The introductory period is over. Time to get down to business. 

Etcetera 

  • A little follow up on the Tim Tebow blurb from last weekend's ‘Wrap'. Check out this link and tell me what kind of whining, selfish, petulant baby we were talking about. For those without the time or ability to link to the article, here's the crux (courtesy of The Gainesville Sun):
  • University of Florida quarterback Tim Tebow didn't take home an award from the The Home Depot ESPNU College Football Awards Thursday night, but he made national news from the red carpet with his date, the young woman he brought on his arm.

    She was Kelly Faughnan, 20, whom he met the day before. Faughnan had been diagnosed with a brain tumor just before Thanksgiving last year. Before surgery last year, her wish was to go to Disney World during the awards show to get a glimpse of Tebow.

          Faughnan is from Clifton, Va., according to several news reports.

    Fox News reported that Faughnan had asked her family to make the trip from the Washington, D.C., area and was wearing an "I Love Timmy" button at an event Wednesday night.

    "I got to meet her and she was a fan," Tebow said in a Fox News video from the red carpet. "We just became good friends last night, and I asked if she wanted to walk the red carpet with me tonight. And she said yes and went out and got a nice dress today, and we're having a good time."

          "It's the best thing ever," she said.
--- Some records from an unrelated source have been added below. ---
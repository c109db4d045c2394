use thiserror::Error;

#[derive(Debug, Error)]
pub enum AuthError {
    #[error("No user is signed in")]
    NotSignedIn,

    #[error("The identity provider rejected the sign-in token")]
    InvalidToken,
}

#[derive(Debug, Error)]
pub enum StoreError {
    #[error(transparent)]
    Auth(#[from] AuthError),

    #[error("Store is unreachable: {0}")]
    Network(String),

    #[error("Permission denied: {0}")]
    PermissionDenied(String),

    #[error("Reminder has no identifier")]
    MissingId,

    #[error(transparent)]
    Serialization(#[from] serde_json::Error),

    #[error(transparent)]
    Database(#[from] sqlx::Error),

    #[error(transparent)]
    Io(#[from] std::io::Error),
}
          What a loser that guy is.

  • You want another story that provides some holiday spirit and some faith in your fellow man? How about this one provided by Dan Wismar in the TCF message boards. Dan is an outstanding writer who does a ton of Ohio State Buckeye work right:

    By now most local area sports fans are aware of the story of Kory Witta, the (Medina) Highland H.S. player who was paralyzed from the neck down in a game this season.  
     
    http://bit.ly/5wknYz (background info) 
     
    There have been a lot of benefits
    (events)
    and such as the season has gone along, and the Highland players were guests at the Browns-Steelers game the other night. The kids from Glenville were also there to be honored as State runners-up in Division I. 
     
    This story was told to me by my neighbor, a friend of the father of one of Witta's Highland teammates. 
     
    The Highland team and the Glenville team were lining the two opposite walls of the tunnel at Browns Stadium the other night waiting for the halftime recognition ceremony. At some point the Glenville kids locked arms and started to rock side to side, as is the fashion these days. 
     
    Some of the smaller Highland kids were starting to wonder what the bigger D-1 kids opposite them in the tunnel were up to...some of them said later they were a little bit intimidated and even a little freaked out by the whole thing... 
     
    ...and then it started...the Glenville players started to chant in rhythm with their rocking motion... 
     
    "Ko-ry...Ko-ry...Ko-ry...Ko-ry" 
     
    Gave me chills just hearing about it. 
     
    I have no idea if it was planned or spontaneous...or whose idea it was...but it sure was a classy gesture, and indicative of the kind of kids and the kind of program run up there by Ted Ginn Sr. 
     
    Just thought I'd share.

    Thanks again to Dan for putting that out there.

    Now go ahead and print those out and have them at the ready this week when 12 more women claim to have slept with Tiger Woods.

  • Looks like the Adam Miller ship has sunk before it ever left port. The talented and hard throwing Tribe farmhand was destined for greatness (if not at least the top of the rotation) when he took the Indians farm system by storm a few years back. Since then it's been nothing but injuries and frustration for the 25-year old Miller. And it looks like it will be a chronic injury to a tendon on the middle finger of his pitching hand rather than elbow or shoulder problems that will derail his career. Miller felt pain in what has to be his umpteenth rehab program last week and underwent yet another surgery.

    You have to feel for a kid with all that talent and all that rotten luck.